Правая сторона инсталляции — это история мальчика, там машинки, игрушки; левая — девочки, где гребешок, фен; они соединяются в конце красным телефонным аппаратом — трубку я на сторону девушки отправил, а сам номер мальчику, потому что активность со стороны мужчины исходит обычно. Слева от этого находится инсталляция «Женское» с клатчами, справа — «Мужское» с пальто. Это я взял из пособий 1960-х годов, излагавших, как правильно складывать пальто. То есть люди были настолько примитивны, что им нужно было такие вещи дидактично объяснять.
Конечно, это достаточно банально, современное искусство занимается гораздо более сложными вещами. Почему я это делаю? Потому что это упущено. Да, можно форсировать развитие событий, уходить в science art, в какие-то высокие материи, но мы уходим туда, лицемеря, полагая, что тем самым заскочим в вагон западного мира, отправившегося вперед. Нельзя этого делать, не разобравшись со своим прошлым. Есть «быть», а есть «казаться» — и я сторонник того, чтобы побыть собой. Иначе мы будем странно смотреться среди европейцев со своим мешком абсурда.
Культура нам дана для того, чтобы мы самоопределялись, чтобы могли плодотворно заниматься рефлексией.
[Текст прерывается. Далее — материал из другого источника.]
//! pushrpc - bidirectional RPC over plain HTTP.
//!
//! A server process exposes registered methods on one endpoint. A client
//! opens the endpoint with a `GET` whose response body never ends: that
//! stream is the server-to-client push channel, carrying length-prefixed
//! JSON frames. Everything the client sends travels as individual `POST`
//! requests. On top of that transport sit correlated calls, callback
//! arguments the server can invoke remotely, live proxy objects returned by
//! handlers, and a heartbeat/expiry lifecycle that reclaims silent clients.
//!
//! # Server
//!
//! ```no_run
//! use pushrpc::server::{self, ReturnValue, RpcSession};
//! use serde_json::json;
//!
//! # async fn run() -> std::io::Result<()> {
//! let session = RpcSession::builder()
//!     .method("greet", |params| async move {
//!         let name = params[0].as_value().and_then(|v| v.as_str()).unwrap_or("world");
//!         Ok(ReturnValue::Value(json!(format!("hello, {}", name))))
//!     })
//!     .build();
//!
//! let listener = tokio::net::TcpListener::bind("127.0.0.1:8090").await?;
//! server::serve(session, listener).await
//! # }
//! ```
//!
//! # Client
//!
//! ```no_run
//! use pushrpc::client::{HttpTransport, RpcClient};
//! use serde_json::json;
//!
//! # async fn run() -> pushrpc::Result<()> {
//! let client = RpcClient::new(HttpTransport::new("http://127.0.0.1:8090/"));
//! let greeting = client.call("greet", vec![json!("rpc").into()]).await?;
//! println!("{}", greeting);
//! client.close().await
//! # }
//! ```

pub mod client;
pub mod config;
pub mod error;
pub mod protocol;
pub mod server;

pub use config::{ClientConfig, SessionConfig};
pub use error::{Result, RpcError};
//! Error types for pushrpc.

use thiserror::Error;

/// Main error type for all pushrpc operations.
#[derive(Debug, Error)]
pub enum RpcError {
    /// I/O error on the push channel or transport.
    #[error("I/O error: {0}")]
    Io(#[from] std::io::Error),

    /// JSON serialization/deserialization error.
    #[error("JSON error: {0}")]
    Json(#[from] serde_json::Error),

    /// Protocol error (oversize frame, malformed message, etc.).
    #[error("Protocol error: {0}")]
    Protocol(String),

    /// A POST referenced a client id with no live connection.
    #[error("Not Connected")]
    NotConnected,

    /// The reverse channel closed before the operation completed.
    #[error("Channel closed")]
    ChannelClosed,

    /// The remote method reported an error (`methodError` on the wire).
    #[error("Remote error: {0}")]
    Remote(String),

    /// HTTP transport failure.
    #[error("HTTP error: {0}")]
    Http(#[from] reqwest::Error),
}

/// Result type alias using RpcError.
pub type Result<T> = std::result::Result<T, RpcError>;
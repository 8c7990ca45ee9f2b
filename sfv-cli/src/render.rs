use sfv_core::checksum::format_crc32;
use sfv_core::{BatchResult, FileResult, Manifest, Outcome};
use std::io::{self, Write};

/// One line per file, then a summary.
pub fn write_text(out: &mut impl Write, batch: &BatchResult) -> io::Result<()> {
    for f in &batch.files {
        writeln!(out, "{}", result_line(f))?;
    }
    let s = batch.summary();
    writeln!(
        out,
        "{} files: {} OK, {} mismatched, {} unreadable",
        batch.files.len(),
        s.ok,
        s.mismatched,
        s.unreadable
    )
}

pub fn result_line(f: &FileResult) -> String {
    let name = f.filename.to_string_lossy();
    match &f.outcome {
        Outcome::Match => format!("OK        {}  {}", name, format_crc32(f.expected_crc32)),
        Outcome::Mismatch { actual } => format!(
            "MISMATCH  {}  expected {} actual {}",
            name,
            format_crc32(f.expected_crc32),
            format_crc32(*actual)
        ),
        Outcome::Unreadable { detail } => format!("ERROR     {}  {}", name, detail),
    }
}

pub fn write_json(out: &mut impl Write, value: &impl serde::Serialize) -> anyhow::Result<()> {
    serde_json::to_writer_pretty(&mut *out, value)?;
    writeln!(out)?;
    Ok(())
}

/// Manifest listing in SFV layout, useful for checking what the parser saw.
pub fn write_manifest(out: &mut impl Write, manifest: &Manifest) -> io::Result<()> {
    for e in manifest {
        writeln!(
            out,
            "{:>5}  {} {}",
            e.line,
            e.filename.to_string_lossy(),
            format_crc32(e.expected_crc32)
        )?;
    }
    Ok(())
}
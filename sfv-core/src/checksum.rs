use crc32fast::Hasher as Crc32;
use std::io::{ErrorKind, Read};

/// Render a CRC-32 the way SFV files and reports carry it: 8 uppercase hex digits.
pub fn format_crc32(crc: u32) -> String {
    format!("{crc:08X}")
}

/// Parse an SFV checksum token. Exactly 8 hex digits, either case.
pub fn parse_crc32(token: &str) -> Option<u32> {
    if token.len() != 8 || !token.bytes().all(|b| b.is_ascii_hexdigit()) {
        return None;
    }
    u32::from_str_radix(token, 16).ok()
}

/// Stream `reader` through an IEEE CRC-32 in `chunk_size` reads.
///
/// `on_chunk` receives the running byte count after every non-empty read.
/// Returns the finalized CRC and the total number of bytes consumed.
pub fn crc32_stream<R, F>(
    mut reader: R,
    chunk_size: usize,
    mut on_chunk: F,
) -> std::io::Result<(u32, u64)>
where
    R: Read,
    F: FnMut(u64),
{
    let mut h = Crc32::new();
    let mut buf = vec![0u8; chunk_size.max(1)];
    let mut done = 0u64;
    loop {
        let n = match reader.read(&mut buf) {
            Ok(0) => break,
            Ok(n) => n,
            Err(e) if e.kind() == ErrorKind::Interrupted => continue,
            Err(e) => return Err(e),
        };
        h.update(&buf[..n]);
        done += n as u64;
        on_chunk(done);
    }
    Ok((h.finalize(), done))
}
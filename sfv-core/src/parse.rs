//! SFV manifest parser.
//!
//! Format: one `<filename><whitespace><8 hex digits>` entry per line. Lines whose
//! first non-blank character is `;` are comments. The checksum is the last
//! whitespace-separated token, so filenames may contain spaces. Filenames are
//! kept as the exact bytes written; legacy (non-UTF-8) names still resolve.

use crate::checksum::parse_crc32;
use crate::error::{MalformedReason, ParseError};
use crate::manifest::{Manifest, ManifestEntry};
use std::ffi::OsString;

const UTF8_BOM: &[u8] = b"\xEF\xBB\xBF";

/// Parse manifest bytes. Stops at the first malformed line.
pub fn parse(text: &[u8]) -> Result<Manifest, ParseError> {
    let body = text.strip_prefix(UTF8_BOM).unwrap_or(text);

    let mut entries = Vec::new();
    for (idx, raw) in body.split(|&b| b == b'\n').enumerate() {
        if let Some(entry) = parse_line(raw, idx + 1)? {
            entries.push(entry);
        }
    }
    if entries.is_empty() {
        return Err(ParseError::EmptyManifest);
    }
    Ok(Manifest::from_entries(entries))
}

/// Returns `Ok(None)` for blank and comment lines.
fn parse_line(raw: &[u8], line: usize) -> Result<Option<ManifestEntry>, ParseError> {
    let trimmed = trim_end(raw.strip_suffix(b"\r").unwrap_or(raw));
    let content = trim_start(trimmed);
    if content.is_empty() || content[0] == b';' {
        return Ok(None);
    }

    let malformed = |reason| ParseError::MalformedLine {
        line,
        text: String::from_utf8_lossy(trimmed).into_owned(),
        reason,
    };

    // Split on the last whitespace run; everything before it is the filename.
    let Some(sep) = content.iter().rposition(u8::is_ascii_whitespace) else {
        let reason = match checksum_token(content) {
            Some(_) => MalformedReason::EmptyFilename,
            None => MalformedReason::MissingChecksum,
        };
        return Err(malformed(reason));
    };
    let token = &content[sep + 1..];
    let filename = trim_end(&content[..sep]);

    let Some(crc) = checksum_token(token) else {
        return Err(malformed(MalformedReason::BadChecksum));
    };
    if filename.is_empty() {
        return Err(malformed(MalformedReason::EmptyFilename));
    }
    let Some(filename) = os_filename(filename) else {
        return Err(malformed(MalformedReason::NonUtf8Filename));
    };
    Ok(Some(ManifestEntry { filename, expected_crc32: crc, line }))
}

fn checksum_token(token: &[u8]) -> Option<u32> {
    std::str::from_utf8(token).ok().and_then(parse_crc32)
}

#[cfg(unix)]
fn os_filename(bytes: &[u8]) -> Option<OsString> {
    use std::os::unix::ffi::OsStringExt;
    Some(OsString::from_vec(bytes.to_vec()))
}

/// Filenames must be UTF-8 where the OS cannot take raw bytes.
#[cfg(not(unix))]
fn os_filename(bytes: &[u8]) -> Option<OsString> {
    std::str::from_utf8(bytes).ok().map(OsString::from)
}

fn trim_start(mut b: &[u8]) -> &[u8] {
    while let [first, rest @ ..] = b {
        if !first.is_ascii_whitespace() {
            break;
        }
        b = rest;
    }
    b
}

fn trim_end(mut b: &[u8]) -> &[u8] {
    while let [rest @ .., last] = b {
        if !last.is_ascii_whitespace() {
            break;
        }
        b = rest;
    }
    b
}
Меня культура просто спасла в этой жизни — я родился на Федосеевской, среди всего этого разбойного люда, где у людей все было просто: надо стать царем горы и всех с нее скинуть. И главное — потреблять больше, чем другие. Вот и все. Это ужасная система, и меня каждый раз передергивает, когда я вижу, что она еще жива. Поэтому триеннале — это бальзам на душу: я увидел столько приличных людей, которые пришли не потому, что их на автобусах привезли, как у нас принято, а потому, что им интересно, что представляет собой искусство в России. Как говорил Ницше: «Что такое быть художником? Это все время делать выбор». Любой может быть художником. Не обязательно даже рисовать, это может быть движение на уровне мысли — ты все время выбираешь способ жизни, способ говорения, способ думать о вещах.
Как вы отнеслись к приглашению на триеннале?
Честно говоря, давно ждал. Я в Москву ездил в 1990-е, выставлялся, пробовал налаживать контакты, но, как говорится, не наездишься. Я и в сквотах был, в Трехпрудном, например.
Вас туда тянуло?
Конечно. Но у меня семья, дети, я не мог так просто все бросить. Хотя я понимал, что там мое место, что туда должны от мира уходить художники. Это было время радикальных решений, и нужно было просто прыгать в эту прорубь и не думать. В итоге я физически прыгнул в прорубь: чтобы меня алкоголь не срубил, чтобы как-то отрешиться и понять, что происходит, я ходил зимой купаться на Казанку. И выставки тоже отсюда растут — это всегда постановка вопроса и одновременно попытка вопросы декодировать. Что меня поражает в жизни в России: мы простую жизнь наладить не можем, но при этом считаем, что чудеса должны быть нам подвластны. Мы тяготеем к волшебному и к ничтожному разом.
И все же хочется больше узнать про ваш опыт возвращения к советской материальной культуре. Что вы вынесли оттуда?
Возьмем клатчи из «Женского» — я специально 16 разных выбрал. Если бы меня до этого спросили, какие были советские клатчи, я бы сказал: да какие, коричневые, и все. А на самом деле там есть свои нюансы, разные фабрики, разные материалы, находились какие-то люди, которые старались вложить в этот предмет обихода что-то свое. И любопытно: вот в Америке появляется поп-арт и полностью меняет эстетику. У нас в это время становится модной другая застежка, и эта деталь постепенно меняется по всей стране. Функция предмета, качество кожи, силуэт остаются неизменными, а застежка другая. Когда смотришь на это, понимаешь, что мы могли бы спокойно стать в конце 1960-х Северной Кореей — сразу после Карибского кризиса. Можно было заблокироваться — и все, баста. Но спасли все культура и космос — через это продолжалось сообщение с Западом.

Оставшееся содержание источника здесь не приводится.